Author Explains How Gardening Never Goes Out of Season

HAMDEN, Conn. - Cooler temperatures do not mark the end of the gardening season.

A slide from Roach's presentation showing part of her
garden in upstate New York.
"People say, 'it's over,' and I say, 'no, no no,'" said author Margaret Roach, calling fall a rich and wise time. "It teaches us the most important garden lesson of all: nothing lasts."

"I encourage you to be a part of your garden every day of the year," Roach said.

Roach recently visited Broken Arrow Nursery to discuss 365 days of gardening and show examples from her own garden. Her popular garden blog, A Way to Garden, has 250,000 followers per month. (It gets its name from her first, and now out of print, book.)

When visiting garden nurseries, Roach said to look for plants that look good in early spring and fall to extend the life of the garden. "Go and buy things that look good in February, March and November. Don't shop the obvious route," she said.

Roach, who has an extensive editorial background ranging from The New York Times, Newsday and Martha Stewart Omnimedia, lived in the city but purchased a home in upstate New York. "It was a long-distance romance," Roach said, referring to her weekend gardening. In 2007, she decided she had had enough of the hustle and bustle of the city and moved permanently into her "weekend home" of more than 20 years.

During Roach's lecture, she provided examples of plants that do well in her garden. Her color palette concentrates on many red and gold-colored plants.

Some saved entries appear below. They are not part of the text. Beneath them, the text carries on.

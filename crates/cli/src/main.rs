//! Offer CLI
//!
//! Renders a PV offer from a template directory and a JSON request.
//!
//! ## Usage
//!
//! ```bash
//! offer-cli --templates templates/ --request request.json --output angebot.pdf
//!
//! # With settings and a product datasheet appended
//! offer-cli --templates templates/ --request request.json \
//!     --settings settings.json --tail datenblatt.pdf --output angebot.pdf -v
//! ```

use anyhow::{Context, Result};
use clap::Parser;
use offer_template::{generate_offer, GenerationRequest, Settings, TemplateSet};
use std::path::{Path, PathBuf};

/// Render a PV offer PDF from template backgrounds and customer data
#[derive(Parser, Debug)]
#[command(name = "offer-cli")]
#[command(author, version, about, long_about = None)]
struct Cli {
    /// Directory with nt_nt_NN.pdf backgrounds and seiteN.yml coordinate files
    #[arg(long, value_name = "DIR")]
    templates: PathBuf,

    /// Generation request JSON with customer, company, results and project
    #[arg(long, value_name = "FILE")]
    request: PathBuf,

    /// Settings JSON; defaults apply when omitted
    #[arg(long, value_name = "FILE")]
    settings: Option<PathBuf>,

    /// PDF appended after the template pages
    #[arg(long, value_name = "FILE")]
    tail: Option<PathBuf>,

    /// Output PDF path
    #[arg(long, short, value_name = "FILE")]
    output: PathBuf,

    /// Log debug output (RUST_LOG takes precedence)
    #[arg(short, long)]
    verbose: bool,
}

fn main() -> Result<()> {
    let cli = Cli::parse();

    let default_level = if cli.verbose { "debug" } else { "info" };
    env_logger::Builder::from_env(env_logger::Env::default().default_filter_or(default_level)).init();

    let request_json = std::fs::read_to_string(&cli.request)
        .with_context(|| format!("Failed to read request '{}'", cli.request.display()))?;
    let request = GenerationRequest::from_json(&request_json)
        .with_context(|| format!("Invalid request '{}'", cli.request.display()))?;

    let settings = match &cli.settings {
        Some(path) => Settings::from_file(path)
            .with_context(|| format!("Failed to load settings '{}'", path.display()))?,
        None => Settings::default(),
    };

    let templates = TemplateSet::load(&cli.templates)
        .with_context(|| format!("Failed to load templates from '{}'", cli.templates.display()))?;

    let tail = cli
        .tail
        .as_ref()
        .map(|path| {
            std::fs::read(path).with_context(|| format!("Failed to read tail '{}'", path.display()))
        })
        .transpose()?;

    let pdf = generate_offer(&request, &settings, &templates, tail.as_deref())
        .context("Offer generation failed")?;

    write_output(&cli.output, &pdf)?;
    log::info!("wrote {} ({} bytes)", cli.output.display(), pdf.len());
    Ok(())
}

fn write_output(path: &Path, pdf: &[u8]) -> Result<()> {
    if let Some(parent) = path.parent().filter(|p| !p.as_os_str().is_empty()) {
        std::fs::create_dir_all(parent)
            .with_context(|| format!("Failed to create '{}'", parent.display()))?;
    }
    std::fs::write(path, pdf).with_context(|| format!("Failed to write '{}'", path.display()))
}
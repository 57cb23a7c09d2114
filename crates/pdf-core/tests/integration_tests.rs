//! Integration tests for pdf-core
//!
//! These tests build overlays, stamp them onto hand-made template PDFs and
//! read the result back with lopdf.

use lopdf::{dictionary, Document, Object, Stream};
use pdf_core::{
    page_count, page_size, Align, Canvas, Color, DocumentBuilder, ImageScaleMode, Layer, PdfError,
};
use pretty_assertions::assert_eq;

/// Create a template PDF whose MediaBox lives on the page tree node
///
/// Each page draws a compressed rectangle so compositing has to carry
/// filters and inherited attributes over.
fn create_template_pdf(pages: usize) -> Vec<u8> {
    let mut doc = Document::with_version("1.5");
    let pages_id = doc.new_object_id();

    let mut kids = Vec::new();
    for i in 0..pages {
        let mut stream = Stream::new(
            dictionary! {},
            format!("0.9 0.9 0.9 rg\n0 0 595.28 841.89 re\nf\n% background {}\n", i + 1)
                .into_bytes(),
        );
        stream.compress().unwrap();
        let contents_id = doc.add_object(stream);

        let page_id = doc.add_object(dictionary! {
            "Type" => "Page",
            "Parent" => pages_id,
            "Contents" => contents_id,
        });
        kids.push(Object::Reference(page_id));
    }

    doc.objects.insert(
        pages_id,
        Object::Dictionary(dictionary! {
            "Type" => "Pages",
            "Kids" => kids,
            "Count" => pages as i64,
            "MediaBox" => vec![0.into(), 0.into(), 595.28.into(), 841.89.into()],
            "Resources" => dictionary! {},
        }),
    );

    let catalog_id = doc.add_object(dictionary! {
        "Type" => "Catalog",
        "Pages" => pages_id,
    });
    doc.trailer.set("Root", catalog_id);

    let mut buffer = Vec::new();
    doc.save_to(&mut buffer).unwrap();
    buffer
}

/// Create a small PNG with a transparent corner
fn create_test_png() -> Vec<u8> {
    use image::{ImageBuffer, Rgba};

    let img = ImageBuffer::from_fn(16, 8, |x, y| {
        if x < 2 && y < 2 {
            Rgba([0u8, 0, 0, 0])
        } else {
            Rgba([200u8, 30, 30, 255])
        }
    });
    let mut buffer = Vec::new();
    img.write_to(&mut std::io::Cursor::new(&mut buffer), image::ImageFormat::Png)
        .unwrap();
    buffer
}

/// Concatenated, decompressed content of every stream in a document
fn all_stream_text(doc: &Document) -> String {
    let mut text = String::new();
    for object in doc.objects.values() {
        if let Object::Stream(stream) = object {
            let data = stream
                .decompressed_content()
                .unwrap_or_else(|_| stream.content.clone());
            text.push_str(&String::from_utf8_lossy(&data));
        }
    }
    text
}

#[test]
fn test_inherited_media_box() {
    let template = create_template_pdf(1);
    let (w, h) = page_size(&template, 1).unwrap();
    assert!((w - 595.28).abs() < 1e-3);
    assert!((h - 841.89).abs() < 1e-3);
}

#[test]
fn test_overlay_stamped_on_template() {
    let template = create_template_pdf(1);

    let mut canvas = Canvas::a4();
    canvas.draw_text(
        "Max Mustermann",
        70.0,
        700.0,
        Align::Left,
        "Helvetica",
        10.0,
        Color::black(),
    );
    let overlay = canvas.finish().unwrap();

    let mut builder = DocumentBuilder::new();
    builder
        .add_layered_page(
            &[Layer::full_page(&template), Layer::full_page(&overlay)],
            None,
        )
        .unwrap();
    let output = builder.finish().unwrap();

    let doc = Document::load_mem(&output).unwrap();
    assert_eq!(doc.get_pages().len(), 1);

    let streams = all_stream_text(&doc);
    assert!(streams.contains("% background 1"));
    assert!(streams.contains("(Max Mustermann) Tj"));
}

#[test]
fn test_page_per_template_page() {
    let template = create_template_pdf(3);
    assert_eq!(page_count(&template).unwrap(), 3);

    let mut builder = DocumentBuilder::new();
    for page in 1..=3 {
        let layer = Layer {
            page,
            ..Layer::full_page(&template)
        };
        builder.add_layered_page(&[layer], None).unwrap();
    }
    let output = builder.finish().unwrap();

    let doc = Document::load_mem(&output).unwrap();
    assert_eq!(doc.get_pages().len(), 3);
    let streams = all_stream_text(&doc);
    for page in 1..=3 {
        assert!(streams.contains(&format!("% background {page}")));
    }
}

#[test]
fn test_invalid_layer_page() {
    let template = create_template_pdf(1);
    let mut builder = DocumentBuilder::new();
    let layer = Layer {
        page: 5,
        ..Layer::full_page(&template)
    };

    match builder.add_layered_page(&[layer], None) {
        Err(PdfError::InvalidPage(page, count)) => {
            assert_eq!(page, 5);
            assert_eq!(count, 1);
        }
        other => panic!("Expected InvalidPage error, got {other:?}"),
    }
}

#[test]
fn test_png_with_transparency_and_dedup() {
    let png = create_test_png();

    let mut canvas = Canvas::a4();
    let (w, h) = canvas
        .draw_image(&png, 20.0, 20.0, 100.0, 100.0, ImageScaleMode::FitBox)
        .unwrap();
    // 16x8 fitted into a square keeps its 2:1 aspect ratio
    assert!((w - 100.0).abs() < 1e-9);
    assert!((h - 50.0).abs() < 1e-9);

    canvas
        .draw_image(&png, 200.0, 20.0, 100.0, 100.0, ImageScaleMode::Stretch)
        .unwrap();

    let bytes = canvas.finish().unwrap();
    let doc = Document::load_mem(&bytes).unwrap();

    let images: Vec<_> = doc
        .objects
        .values()
        .filter_map(|obj| obj.as_stream().ok())
        .filter(|s| {
            s.dict
                .get(b"Subtype")
                .and_then(|o| o.as_name())
                .map(|n| n == b"Image")
                .unwrap_or(false)
        })
        .collect();
    // one image plus its soft mask
    assert_eq!(images.len(), 2);
    assert!(images.iter().any(|s| s.dict.get(b"SMask").is_ok()));
}

#[test]
fn test_append_tail_document() {
    let template = create_template_pdf(1);
    let tail = create_template_pdf(2);

    let mut builder = DocumentBuilder::new();
    builder
        .add_layered_page(&[Layer::full_page(&template)], None)
        .unwrap();
    assert_eq!(builder.append_document(&tail).unwrap(), 2);

    let output = builder.finish().unwrap();
    assert_eq!(page_count(&output).unwrap(), 3);

    // appended pages keep the size they inherited from their old parent
    let (w, h) = page_size(&output, 3).unwrap();
    assert!((w - 595.28).abs() < 1e-3);
    assert!((h - 841.89).abs() < 1e-3);
}

#[test]
fn test_watermark_style_drawing() {
    let mut canvas = Canvas::a4();
    canvas.save_state();
    canvas.set_alpha(0.15);
    canvas.translate(297.64, 420.945);
    canvas.rotate(45.0);
    canvas.draw_text(
        "MUSTER",
        0.0,
        0.0,
        Align::Center,
        "Helvetica-Bold",
        96.0,
        Color::gray(0.5),
    );
    canvas.restore_state();

    let ops = String::from_utf8_lossy(canvas.content()).into_owned();
    assert!(ops.contains("/GS1 gs"));
    assert!(ops.contains("1 0 0 1 297.64 420.945 cm"));
    assert!(ops.contains("0.7071 0.7071 -0.7071 0.7071 0 0 cm"));
    assert!(ops.starts_with("q\n"));
    assert!(ops.ends_with("Q\n"));

    let bytes = canvas.finish().unwrap();
    let doc = Document::load_mem(&bytes).unwrap();
    let streams = all_stream_text(&doc);
    assert!(streams.contains("(MUSTER) Tj"));
}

"I always have a lot of yellow - maybe it's too much." (One of her favorites is the gold hinoki cypress.) Roach recommends utilizing "every category of plant you can to indulge your color palette," which can include ephemerals, plants with a long season of interest and late-show stars.

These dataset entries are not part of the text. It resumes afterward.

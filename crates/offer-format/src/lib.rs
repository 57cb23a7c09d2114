//! Offer Format - number, money and date formatting for German offer documents
//!
//! This crate provides:
//! - German number formatting (`8.251,92 kWh`)
//! - Tolerant float coercion for loosely typed inputs ("8,4 kWp", "1.945 kWh")
//! - "Nice" axis scaling for charts (1/2/5 x 10^n)
//! - Integer percentage partitions that always sum to 100
//! - German date formatting
//!
//! # Example
//!
//! ```
//! use offer_format::{fmt_number, parse_float, nice_ceiling};
//!
//! assert_eq!(fmt_number(Some(8251.92), 2, "kWh"), "8.251,92 kWh");
//! assert_eq!(parse_float("8,4 kWp"), Some(8.4));
//! assert_eq!(nice_ceiling(58230.61), 100000.0);
//! ```

mod date;
mod number;
mod percent;
mod scale;

pub use date::{format_german_date, offer_date_label, parse_iso_date};
pub use number::{coerce_float, fmt_number, fmt_str, group_thousands, parse_float, parse_money};
pub use percent::{largest_remainder_percentages, Partition};
pub use scale::{axis_ticks, nice_ceiling, nice_step};

use thiserror::Error;

/// Errors that can occur during strict formatting operations
#[derive(Debug, Error)]
pub enum FormatError {
    #[error("Invalid date: {0}")]
    InvalidDate(String),

    #[error("Invalid number: {0}")]
    InvalidNumber(String),
}

/// Result type for formatting operations
pub type Result<T> = std::result::Result<T, FormatError>;
//! Chart axis scaling

/// Headroom the axis keeps above the largest value
const AXIS_HEADROOM: f64 = 1.2;

/// Number of equal intervals between 0 and the axis ceiling
pub const AXIS_INTERVALS: usize = 5;

/// Smallest "nice" number (1, 2 or 5 x 10^n) that is at least `target`
///
/// Returns `1.0` for non-positive or non-finite targets.
///
/// # Examples
/// ```
/// use offer_format::nice_step;
/// assert_eq!(nice_step(13000.0), 20000.0);
/// assert_eq!(nice_step(50.0), 50.0);
/// assert_eq!(nice_step(0.3), 0.5);
/// ```
pub fn nice_step(target: f64) -> f64 {
    if !target.is_finite() || target <= 0.0 {
        return 1.0;
    }

    let exp = target.log10().floor() as i32;
    let base = 10_f64.powi(exp);

    for m in [1.0, 2.0, 5.0, 10.0] {
        let candidate = m * base;
        // Tolerate log10 rounding on exact powers of ten.
        if candidate >= target * (1.0 - 1e-12) {
            return candidate;
        }
    }

    10.0 * base
}

/// Axis ceiling for a chart whose largest value is `max_value`
///
/// The ceiling is the smallest nice number at least 20% above the value.
///
/// # Examples
/// ```
/// use offer_format::nice_ceiling;
/// assert_eq!(nice_ceiling(58230.61), 100000.0);
/// assert_eq!(nice_ceiling(15000.0), 20000.0);
/// assert_eq!(nice_ceiling(0.0), 1.0);
/// ```
pub fn nice_ceiling(max_value: f64) -> f64 {
    if !max_value.is_finite() || max_value <= 0.0 {
        return 1.0;
    }
    nice_step(max_value * AXIS_HEADROOM)
}

/// Tick values from the ceiling down to zero, equally spaced
pub fn axis_ticks(ceiling: f64) -> [f64; AXIS_INTERVALS + 1] {
    let mut ticks = [0.0; AXIS_INTERVALS + 1];
    for (slot, i) in ticks.iter_mut().zip((0..=AXIS_INTERVALS).rev()) {
        *slot = ceiling * i as f64 / AXIS_INTERVALS as f64;
    }
    ticks
}
/// Electricity price in €/kWh; values above 5 are cents
fn electricity_price(request: &GenerationRequest) -> Option<f64> {
    let (project, results) = (&request.project, &request.results);
    let price = first_number(results, &["aktueller_strompreis_fuer_hochrechnung_euro_kwh"])
        .or_else(|| first_number(project, &["electricity_price_eur_per_kwh"]))
        .or_else(|| first_number(results, &["electricity_price_eur_per_kwh"]))
        .or_else(|| first_number(project, &["electricity_price_kwh", "electricity_price_per_kwh"]))?;
    Some(if price > 5.0 { price / 100.0 } else { price })
}

/// Annual price increase in percent
fn price_increase(request: &GenerationRequest, settings: &Settings) -> f64 {
    first_number(
        &request.results,
        &["electricity_price_increase_annual_percent", "electricity_price_increase"],
    )
    .or_else(|| first_number(&request.project, &["electricity_price_increase_annual_percent"]))
    .unwrap_or(settings.electricity_price_increase_annual_percent)
}

/// Current monthly electricity cost in €
fn monthly_cost(request: &GenerationRequest) -> Option<f64> {
    let household = number_in(request, &["stromkosten_haushalt_euro_monat"]).unwrap_or(0.0);
    let heating = number_in(request, &["stromkosten_heizung_euro_monat"]).unwrap_or(0.0);
    if household + heating > 0.0 {
        return Some(household + heating);
    }

    let consumption = number_in(request, &["jahresstromverbrauch_fuer_hochrechnung_kwh"])?;
    let price = number_in(request, &["aktueller_strompreis_fuer_hochrechnung_euro_kwh"])?;
    Some(consumption * price / 12.0).filter(|cost| *cost > 0.0)
}

/// Electricity cost over `years` without and with a yearly increase
///
/// The increase compounds from the second year on.
pub(crate) fn cost_projection(annual_cost: f64, increase_percent: f64, years: u32) -> (f64, f64) {
    let flat = annual_cost * years as f64;
    let factor = 1.0 + increase_percent / 100.0;
    let compound = (0..years).map(|year| annual_cost * factor.powi(year as i32)).sum();
    (flat, compound)
}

"If someone tells you it doesn't go together, [that's] ridiculous. Tell them to look at a sunset or the plumage of a parrot," she said. "It's your place. It's your garden."

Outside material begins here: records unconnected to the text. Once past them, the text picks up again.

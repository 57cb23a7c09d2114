//! Text rendering utilities

use crate::canvas::Color;
use crate::Align;

/// Context for rendering text
pub struct TextRenderContext {
    /// PDF font resource name (e.g., "F1")
    pub font_name: String,
    /// Font size in points
    pub font_size: f32,
    /// Text width in points (for alignment)
    pub text_width: f64,
    /// Text color (RGB)
    pub color: Color,
}

/// Format a number for a content stream
///
/// At most four decimals, trailing zeros trimmed, never `-0`.
pub(crate) fn pdf_num(value: f64) -> String {
    if !value.is_finite() {
        return "0".to_string();
    }
    let s = format!("{value:.4}");
    let s = s.trim_end_matches('0').trim_end_matches('.');
    match s {
        "-0" | "" => "0".to_string(),
        _ => s.to_string(),
    }
}

/// Calculate X offset for text alignment
///
/// # Arguments
/// * `text_width` - Width of text in points
/// * `container_width` - Available width for alignment
/// * `align` - Desired alignment
pub fn calculate_x_offset(text_width: f64, container_width: f64, align: Align) -> f64 {
    match align {
        Align::Left => 0.0,
        Align::Center => (container_width - text_width) / 2.0,
        Align::Right => container_width - text_width,
    }
}

/// Write bytes as a PDF literal string
///
/// Delimiters and backslashes are escaped, bytes outside printable ASCII
/// become octal escapes.
pub fn encode_literal(bytes: &[u8]) -> String {
    let mut out = String::with_capacity(bytes.len() + 2);
    out.push('(');
    for &b in bytes {
        match b {
            b'\\' | b'(' | b')' => {
                out.push('\\');
                out.push(b as char);
            }
            0x20..=0x7E => out.push(b as char),
            _ => out.push_str(&format!("\\{b:03o}")),
        }
    }
    out.push(')');
    out
}

/// Generate PDF operators for text insertion
///
/// Creates the proper PDF text operators (BT, Tf, Td, Tj, ET) to render text
/// at a specific position with alignment support.
///
/// # Arguments
/// * `encoded` - Encoded text operand, literal `(..)` or hex `<..>`
/// * `x` - X coordinate in points (PDF coordinates, from left)
/// * `y` - Y coordinate in points (PDF coordinates, from bottom)
/// * `align` - Alignment relative to `x`
/// * `ctx` - Text rendering context
pub fn generate_text_operators(
    encoded: &str,
    x: f64,
    y: f64,
    align: Align,
    ctx: &TextRenderContext,
) -> Vec<u8> {
    let x_offset = match align {
        Align::Left => 0.0,
        Align::Center => -ctx.text_width / 2.0,
        Align::Right => -ctx.text_width,
    };

    let mut ops = String::new();
    ops.push_str("BT\n");
    ops.push_str(&format!(
        "{} {} {} rg\n",
        pdf_num(ctx.color.r as f64),
        pdf_num(ctx.color.g as f64),
        pdf_num(ctx.color.b as f64)
    ));
    ops.push_str(&format!(
        "/{} {} Tf\n",
        ctx.font_name,
        pdf_num(ctx.font_size as f64)
    ));
    ops.push_str(&format!("{} {} Td\n", pdf_num(x + x_offset), pdf_num(y)));
    ops.push_str(&format!("{encoded} Tj\n"));
    ops.push_str("ET\n");

    ops.into_bytes()
}

#[cfg(test)]
mod tests {
    use super::*;
    use pretty_assertions::assert_eq;

    fn ctx(font_name: &str, font_size: f32, text_width: f64) -> TextRenderContext {
        TextRenderContext {
            font_name: font_name.to_string(),
            font_size,
            text_width,
            color: Color::black(),
        }
    }

    #[test]
    fn test_x_offset() {
        assert_eq!(calculate_x_offset(100.0, 500.0, Align::Left), 0.0);
        assert_eq!(calculate_x_offset(100.0, 500.0, Align::Center), 200.0);
        assert_eq!(calculate_x_offset(100.0, 500.0, Align::Right), 400.0);
    }

    #[test]
    fn test_pdf_num() {
        assert_eq!(pdf_num(150.0), "150");
        assert_eq!(pdf_num(771.89), "771.89");
        assert_eq!(pdf_num(0.125), "0.125");
        assert_eq!(pdf_num(-0.00001), "0");
        assert_eq!(pdf_num(f64::NAN), "0");
    }

    #[test]
    fn test_encode_literal_escapes() {
        assert_eq!(encode_literal(b"Max Mustermann"), "(Max Mustermann)");
        assert_eq!(encode_literal(b"a(b)\\c"), "(a\\(b\\)\\\\c)");
        assert_eq!(encode_literal(&[b'S', 0xFC, b'd']), "(S\\374d)");
    }

    #[test]
    fn test_generate_text_operators_left() {
        let ops = generate_text_operators("(Hello)", 100.0, 700.0, Align::Left, &ctx("F1", 12.0, 100.0));
        let ops_str = String::from_utf8(ops).unwrap();

        assert!(ops_str.starts_with("BT\n"));
        assert!(ops_str.contains("/F1 12 Tf"));
        assert!(ops_str.contains("100 700 Td"));
        assert!(ops_str.contains("(Hello) Tj"));
        assert!(ops_str.ends_with("ET\n"));
    }

    #[test]
    fn test_generate_text_operators_center() {
        let ops = generate_text_operators("(Test)", 200.0, 600.0, Align::Center, &ctx("F2", 14.0, 100.0));
        let ops_str = String::from_utf8(ops).unwrap();

        assert!(ops_str.contains("/F2 14 Tf"));
        assert!(ops_str.contains("150 600 Td")); // 200 - 50 (half of 100)
    }

    #[test]
    fn test_generate_text_operators_right() {
        let ops = generate_text_operators("<00520069>", 300.0, 500.0, Align::Right, &ctx("F3", 16.0, 80.0));
        let ops_str = String::from_utf8(ops).unwrap();

        assert!(ops_str.contains("220 500 Td")); // 300 - 80
        assert!(ops_str.contains("<00520069> Tj"));
    }

    #[test]
    fn test_generate_text_operators_fractional_size() {
        let ops = generate_text_operators("(x)", 10.0, 20.0, Align::Left, &ctx("F1", 9.5, 4.0));
        let ops_str = String::from_utf8(ops).unwrap();
        assert!(ops_str.contains("/F1 9.5 Tf"));
    }

    #[test]
    fn test_generate_text_operators_with_color() {
        let context = TextRenderContext {
            color: Color::rgb(1.0, 0.0, 0.0),
            ..ctx("F1", 12.0, 100.0)
        };

        let ops = generate_text_operators("(A)", 100.0, 700.0, Align::Left, &context);
        let ops_str = String::from_utf8(ops).unwrap();

        assert!(ops_str.contains("1 0 0 rg"));
    }
}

Designing from the Inside Out
When it comes to garden design, Roach said most gardeners are not likely to step back and "see" the garden when they are outside, due to garden maintenance and other distractions. Roach advised gardeners to go inside their homes and look out the windows to "see where your garden belongs."

"That's how I designed the whole garden: from the inside out," she said. She also recommended looking for "spectacular light opportunities" to showcase plants.

Book cover from the publisher.
"I feel like the garden is beautiful every day," said Roach. Even in the winter time, there are "incredible sensual shapes the snow makes."

"We need to adjust the way we look, not just with our eyes, but with our heart as well," she said. "Look for more subtlety besides the show-stopper stuff."

To Roach, gardening is not a hobby, but has a more spiritual nature. "We grow together, the garden and the gardener."

A main part of being in balance with nature and the garden is not banishing wildlife from the garden. The cover of her third book (at left) is taken from a photograph in her garden of a tiny frog whispering into the ear of her Buddha statue. "If we are in too much of a hurry, this is what we miss," she said, describing moments in nature.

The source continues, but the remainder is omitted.